A traditional requirements document is a communication tool. Its reader is a human, and its purpose is to build consensus between the product manager and the programmer. Therefore it can use natural language narrative, omit "obvious" details, and use references like "refer to the existing implementation." Human readers fill in these omissions and references with their own knowledge and experience.

A spec written for an Agent is an operations manual. Its reader is a practitioner with zero prior knowledge. It must be self-contained: all relevant constraints, boundary conditions, and definitions of done must be explicitly stated. It must be verifiable: every acceptance criterion should be translatable into a test case. If you cannot write a test for an acceptance criterion, that criterion itself is too vague and needs to go back to the requirements stage for clarification.

A minimal machine-readable spec should contain the following structure:

task_id: FEAT-123
context: ["/docs/arch.md#payments", "/tickets/9876"]
inputs:
  - name: amount
    type: decimal
invariants:
  - amount > 0
acceptance_criteria:
  - "After successful payment, a record with amount=amount and status=success appears on the billing page"
  - "On failure, return a localizable error code; no record is written to billing"
non_goals:
  - "Do not handle installments or refunds"

Each field serves a clear engineering purpose.

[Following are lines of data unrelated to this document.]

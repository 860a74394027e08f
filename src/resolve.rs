//! Semantic analysis of a parsed [`Module`].
//!
//! Module-scope declarations are resolved one at a time in dependency order, so every name a
//! declaration refers to has already been resolved when it is reached. Each expression, statement
//! and declaration receives an entry in the semantic side-table ([`Sem`]) which is published as a
//! [`Resolved`] module once all declarations have been checked.
//!
//! Errors are collected into [`Diagnostics`] and never abort the pass: independent declarations
//! keep being checked so that all unrelated errors surface at once.

mod builtin;
mod constant;
mod dependency;
mod expression;
mod materialize;
mod scope;
mod sem;
mod statement;
mod types;
mod validate;

use std::collections::{hash_map::Entry, HashMap};
use std::fmt::Write as _;

use crate::ast::{
    AliasId, Attribute, AttributeKind, ExprId, FnId, GlobalDecl, Ident, Module, StmtId, StructId,
    Symbol, VarId, VariableKind,
};
use crate::diagnostic::{Diagnostics, Span};
use crate::util::round_up;

pub use self::builtin::BuiltinType;
pub use self::constant::ConstantValue;
pub use self::materialize::convert_value;
pub use self::sem::{
    Behaviors, BindingPoint, BuiltinValue, EvaluationStage, ExprInfo, FunctionInfo, IoAttributes,
    PipelineStage, Sem, Shadowed, VariableInfo, WorkgroupDimension,
};
pub use self::types::{
    Access, AddressSpace, ArrayCount, Scalar, StructMember, StructType, TexelFormat,
    TextureDimension, TextureKind, Type, TypeId, Types,
};

use self::scope::Scope;

/// Marks a failure which has already been reported to the user.
#[derive(Debug, Clone, Copy, PartialEq, Eq)]
struct Poisoned;

type Fallible<T> = Result<T, Poisoned>;

const MAX_OVERRIDES: usize = 65535;

/// Resolves a module, reporting every error found.
pub fn resolve(module: &Module) -> Resolved {
    let mut context = Context::new(module);
    context.run();
    context.finish()
}

/// Resolves a module on request, keeping the outcome around.
pub struct Resolver<'m> {
    module: &'m Module,
    resolved: Option<Resolved>,
}

impl<'m> Resolver<'m> {
    pub fn new(module: &'m Module) -> Resolver<'m> {
        Resolver { module, resolved: None }
    }

    /// Resolves the module. Returns `false` if any errors were found.
    pub fn resolve(&mut self) -> bool {
        assert!(self.resolved.is_none(), "module was already resolved");
        let resolved = resolve(self.module);
        let valid = resolved.is_valid();
        self.resolved = Some(resolved);
        valid
    }

    pub fn diagnostics(&self) -> Option<&Diagnostics> {
        self.resolved.as_ref().map(Resolved::diagnostics)
    }

    /// The outcome of [`Resolver::resolve`], or `None` if it has not been called.
    pub fn into_resolved(self) -> Option<Resolved> {
        self.resolved
    }
}

/// A resolved module: the semantic side-table and the diagnostics produced while building it.
pub struct Resolved {
    types: Types,
    sem: Sem,
    diagnostics: Diagnostics,
}

impl Resolved {
    pub fn is_valid(&self) -> bool {
        !self.diagnostics.contains_errors()
    }

    pub fn diagnostics(&self) -> &Diagnostics {
        &self.diagnostics
    }

    pub fn types(&self) -> &Types {
        &self.types
    }

    pub fn sem(&self) -> &Sem {
        &self.sem
    }

    /// The type of a value expression, or the type named by a type expression.
    pub fn type_of(&self, expr: ExprId) -> Option<TypeId> {
        self.sem.exprs.get(expr).map(|info| info.ty).or_else(|| self.sem.type_exprs.get(expr).copied())
    }

    /// Displays the type named by a type expression, using the alias it was spelled with, if any.
    pub fn type_name(&self, module: &Module, expr: ExprId) -> Option<String> {
        if let Some(&alias) = self.sem.type_aliases.get(expr) {
            return Some(module.name(module.aliases[alias].name).to_string());
        }
        self.sem.type_exprs.get(expr).map(|&ty| self.types.display(ty))
    }

    pub fn constant_value_of(&self, expr: ExprId) -> Option<&ConstantValue> {
        self.sem.exprs.get(expr)?.value.as_ref()
    }

    pub fn source_variable_of(&self, expr: ExprId) -> Option<VarId> {
        self.sem.exprs.get(expr)?.source_variable
    }

    pub fn stage_of(&self, expr: ExprId) -> Option<EvaluationStage> {
        self.sem.exprs.get(expr).map(|info| info.stage)
    }

    pub fn behaviors_of(&self, stmt: StmtId) -> Option<Behaviors> {
        self.sem.stmts.get(stmt).copied()
    }

    /// Whether control can reach a statement from the start of its enclosing block. `None` for
    /// statements outside of a block, such as the initializer of a `for` loop.
    pub fn is_reachable(&self, stmt: StmtId) -> Option<bool> {
        self.sem.reachable.get(stmt).copied()
    }

    pub fn variable(&self, var: VarId) -> Option<&VariableInfo> {
        self.sem.vars.get(var)
    }

    pub fn function(&self, func: FnId) -> Option<&FunctionInfo> {
        self.sem.functions.get(func)
    }

    pub fn struct_type(&self, strukt: StructId) -> Option<TypeId> {
        self.sem.structs.get(strukt).copied()
    }

    pub fn alias_type(&self, alias: AliasId) -> Option<TypeId> {
        self.sem.aliases.get(alias).copied()
    }

    /// The declaration hidden by a local declaration, if any.
    pub fn shadowed(&self, var: VarId) -> Option<Shadowed> {
        self.sem.shadows.get(&var).copied()
    }

    /// Describes every module-scope declaration with its resolved type, one per line.
    pub fn dump(&self, module: &Module) -> String {
        let mut out = String::new();
        for &decl in module.decls.iter() {
            self.dump_decl(module, decl, &mut out);
        }
        out
    }

    fn dump_decl(&self, module: &Module, decl: GlobalDecl, out: &mut String) {
        let types = &self.types;
        match decl {
            GlobalDecl::Var(var) => {
                let name = module.name(module.vars[var].name);
                let kind = module.vars[var].kind.as_str();
                let Some(info) = self.sem.vars.get(var) else {
                    let _ = writeln!(out, "{kind} {name}: <error>");
                    return;
                };
                match (info.space, info.access) {
                    (Some(space), Some(access)) => {
                        let _ = write!(out, "var<{}, {}> ", space.name(), access.name());
                    },
                    _ => {
                        let _ = write!(out, "{kind} ");
                    },
                }
                let _ = write!(out, "{name}: {}", types.display(info.store_type));
                if let Some(value) = &info.value {
                    let _ = write!(out, " = {}", value.display(types));
                }
                if let Some(id) = info.override_id {
                    let _ = write!(out, " @id({id})");
                }
                if let Some(binding) = info.binding {
                    let _ = write!(out, " @group({}) @binding({})", binding.group, binding.binding);
                }
                out.push('\n');
            },
            GlobalDecl::Function(func) => {
                let name = module.name(module.functions[func].name);
                let Some(info) = self.sem.functions.get(func) else {
                    let _ = writeln!(out, "fn {name}: <error>");
                    return;
                };
                let params: Vec<_> = info
                    .params
                    .iter()
                    .filter_map(|param| self.sem.vars.get(*param))
                    .map(|param| types.display(param.ty))
                    .collect();
                let _ = write!(out, "fn {name}({})", params.join(", "));
                if info.return_type != TypeId::VOID {
                    let _ = write!(out, " -> {}", types.display(info.return_type));
                }
                if let Some(stage) = info.stage {
                    let _ = write!(out, " @{}", stage.name());
                }
                if let Some(size) = info.workgroup_size {
                    let dimensions: Vec<_> = size
                        .iter()
                        .map(|dimension| match dimension {
                            WorkgroupDimension::Constant(value) => value.to_string(),
                            WorkgroupDimension::Override => "override".to_string(),
                        })
                        .collect();
                    let _ = write!(out, " @workgroup_size({})", dimensions.join(", "));
                }
                out.push('\n');
            },
            GlobalDecl::Struct(strukt) => {
                let name = module.name(module.structs[strukt].name);
                let Some(info) = self.struct_type(strukt).and_then(|ty| types.as_struct(ty)) else {
                    let _ = writeln!(out, "struct {name}: <error>");
                    return;
                };
                let _ = writeln!(out, "struct {name} (size {}, align {})", info.size, info.align);
                for member in info.members.iter() {
                    let _ = writeln!(
                        out,
                        "    @offset({}) {}: {}",
                        member.offset,
                        member.name,
                        types.display(member.ty)
                    );
                }
            },
            GlobalDecl::Alias(alias) => {
                let name = module.name(module.aliases[alias].name);
                match self.alias_type(alias) {
                    Some(ty) => {
                        let _ = writeln!(out, "alias {name} = {}", types.display(ty));
                    },
                    None => {
                        let _ = writeln!(out, "alias {name}: <error>");
                    },
                }
            },
            GlobalDecl::ConstAssert(_) => {},
        }
    }
}
#[cfg(test)]
mod tests {
    use super::*;

    #[test]
    fn abstract_overflow() {
        let a = ConstantValue::AbstractInt(i64::MAX);
        let b = ConstantValue::AbstractInt(1);
        let mut types = Types::new();
        let error = binary(BinaryOp::Add, &a, &b, &mut types, TypeId::ABSTRACT_INT).unwrap_err();
        assert_eq!(error, "'9223372036854775807 + 1' cannot be represented as 'abstract-int'");
    }

    #[test]
    fn negate_overflow() {
        let mut types = Types::new();
        let min = ConstantValue::AbstractInt(i64::MIN);
        assert_eq!(
            unary(UnaryOp::Negate, &min, &mut types, TypeId::ABSTRACT_INT),
            Err("'-(-9223372036854775808)' cannot be represented as 'abstract-int'".into())
        );
    }

    #[test]
    fn concrete_integers_wrap() {
        let mut types = Types::new();
        let a = ConstantValue::I32(i32::MAX);
        let b = ConstantValue::I32(1);
        assert_eq!(
            binary(BinaryOp::Add, &a, &b, &mut types, TypeId::I32),
            Ok(ConstantValue::I32(i32::MIN))
        );
        let zero = ConstantValue::U32(0);
        assert_eq!(
            binary(BinaryOp::Modulo, &ConstantValue::U32(3), &zero, &mut types, TypeId::U32),
            Err("integer remainder by zero is invalid".into())
        );
    }

    #[test]
    fn shifts() {
        let mut types = Types::new();
        let shl = |a, b, types: &mut Types| binary(BinaryOp::ShiftLeft, &a, &b, types, a.ty());
        assert_eq!(
            shl(ConstantValue::I32(1), ConstantValue::U32(32), &mut types),
            Err("shift left value must be less than the bit width of the lhs, which is 32".into())
        );
        assert_eq!(
            shl(ConstantValue::I32(0x4000_0000), ConstantValue::U32(1), &mut types),
            Err("shift left operation results in sign change".into())
        );
        assert_eq!(
            shl(ConstantValue::U32(0x8000_0001), ConstantValue::U32(1), &mut types),
            Ok(ConstantValue::U32(2))
        );
    }

    #[test]
    fn conversions() {
        assert_eq!(
            ConstantValue::AbstractInt(2147483647).convert_scalar(Scalar::I32),
            Ok(ConstantValue::I32(2147483647))
        );
        assert_eq!(
            ConstantValue::AbstractInt(2147483648).convert_scalar(Scalar::I32),
            Err("value 2147483648 cannot be represented as 'i32'".into())
        );
        assert_eq!(ConstantValue::I32(-1).convert_scalar(Scalar::U32), Ok(ConstantValue::U32(u32::MAX)));
        assert_eq!(ConstantValue::F32(-2.75).convert_scalar(Scalar::I32), Ok(ConstantValue::I32(-2)));
        assert_eq!(ConstantValue::F32(1e10).convert_scalar(Scalar::I32), Ok(ConstantValue::I32(i32::MAX)));
        assert_eq!(ConstantValue::F16(-1.0).convert_scalar(Scalar::U32), Ok(ConstantValue::U32(0)));
        assert_eq!(
            ConstantValue::AbstractFloat(1e10).convert_scalar(Scalar::I32),
            Err("value 10000000000 cannot be represented as 'i32'".into())
        );
        assert_eq!(
            ConstantValue::AbstractFloat(1e39).convert_scalar(Scalar::F32),
            Err("value 1e+39 cannot be represented as 'f32'".into())
        );
        assert_eq!(
            ConstantValue::AbstractFloat(65519.0).convert_scalar(Scalar::F16),
            Err("value 65519 cannot be represented as 'f16'".into())
        );
        assert_eq!(
            ConstantValue::AbstractFloat(0.1).convert_scalar(Scalar::F16),
            Ok(ConstantValue::F16(0.099975586))
        );
    }

    #[test]
    fn matrix_vector_product() {
        let mut types = Types::new();
        let vec2 = types.vector(TypeId::F32, 2);
        let mat2 = types.matrix(TypeId::F32, 2, 2);
        let column = |x: f32, y: f32| ConstantValue::Composite {
            ty: vec2,
            elements: vec![ConstantValue::F32(x), ConstantValue::F32(y)],
        };
        // columns (1, 2) and (3, 4)
        let m = ConstantValue::Composite { ty: mat2, elements: vec![column(1.0, 2.0), column(3.0, 4.0)] };
        let v = column(1.0, 1.0);

        let mv = binary(BinaryOp::Multiply, &m, &v, &mut types, vec2).unwrap();
        assert_eq!(mv, column(4.0, 6.0));

        let vm = binary(BinaryOp::Multiply, &v, &m, &mut types, vec2).unwrap();
        assert_eq!(vm, column(3.0, 7.0));

        let mm = binary(BinaryOp::Multiply, &m, &m, &mut types, mat2).unwrap();
        assert_eq!(
            mm,
            ConstantValue::Composite { ty: mat2, elements: vec![column(7.0, 10.0), column(15.0, 22.0)] }
        );

        // finite in double precision, but not as an f32
        let big = ConstantValue::Composite { ty: mat2, elements: vec![column(3e38, 0.0), column(0.0, 3e38)] };
        let error = binary(BinaryOp::Multiply, &big, &column(2.0, 0.0), &mut types, vec2).unwrap_err();
        assert!(error.ends_with("cannot be represented as 'f32'"), "{error}");
        let error = binary(BinaryOp::Multiply, &column(2.0, 0.0), &big, &mut types, vec2).unwrap_err();
        assert!(error.ends_with("cannot be represented as 'f32'"), "{error}");
    }

    #[test]
    fn display() {
        let mut types = Types::new();
        let vec2 = types.vector(TypeId::I32, 2);
        let value = ConstantValue::Composite {
            ty: vec2,
            elements: vec![ConstantValue::I32(1), ConstantValue::I32(-2)],
        };
        assert_eq!(value.display(&types).to_string(), "vec2<i32>(1, -2)");
        assert_eq!(ConstantValue::I32(2147483647).display(&types).to_string(), "i32(2147483647)");
        assert_eq!(ConstantValue::F32(1.1).display(&types).to_string(), "f32(1.1)");
        assert_eq!(ConstantValue::AbstractFloat(0.1).display(&types).to_string(), "0.1");
        assert_eq!(ConstantValue::index(&value, 2), Err("index 2 out of bounds [0..1]".into()));
    }
}
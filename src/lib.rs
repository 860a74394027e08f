//! Semantic analysis for WGSL, the WebGPU Shading Language.
//!
//! A module is first [parsed](parse::parse) into a typed syntax tree, and then
//! [resolved](resolve::resolve): every name is bound, every expression typed, constant
//! expressions are evaluated and the rules of the language are checked. Problems are reported as
//! [`Diagnostics`](diagnostic::Diagnostics).

pub mod arena;
pub mod ast;
pub mod diagnostic;
pub mod parse;
pub mod resolve;
pub mod util;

task_id links the spec to the project management system, making changes traceable. context points to the relevant documents and code the Agent needs to read, bounding its information scope. inputs and invariants define the input space and constraints, telling the Agent which inputs are valid and which boundaries need to be defended. acceptance_criteria is the most critical part: it defines what "done" means. Each criterion should be specific enough to directly generate test assertions. non_goals explicitly delineates the boundaries of scope, preventing the Agent from overreaching.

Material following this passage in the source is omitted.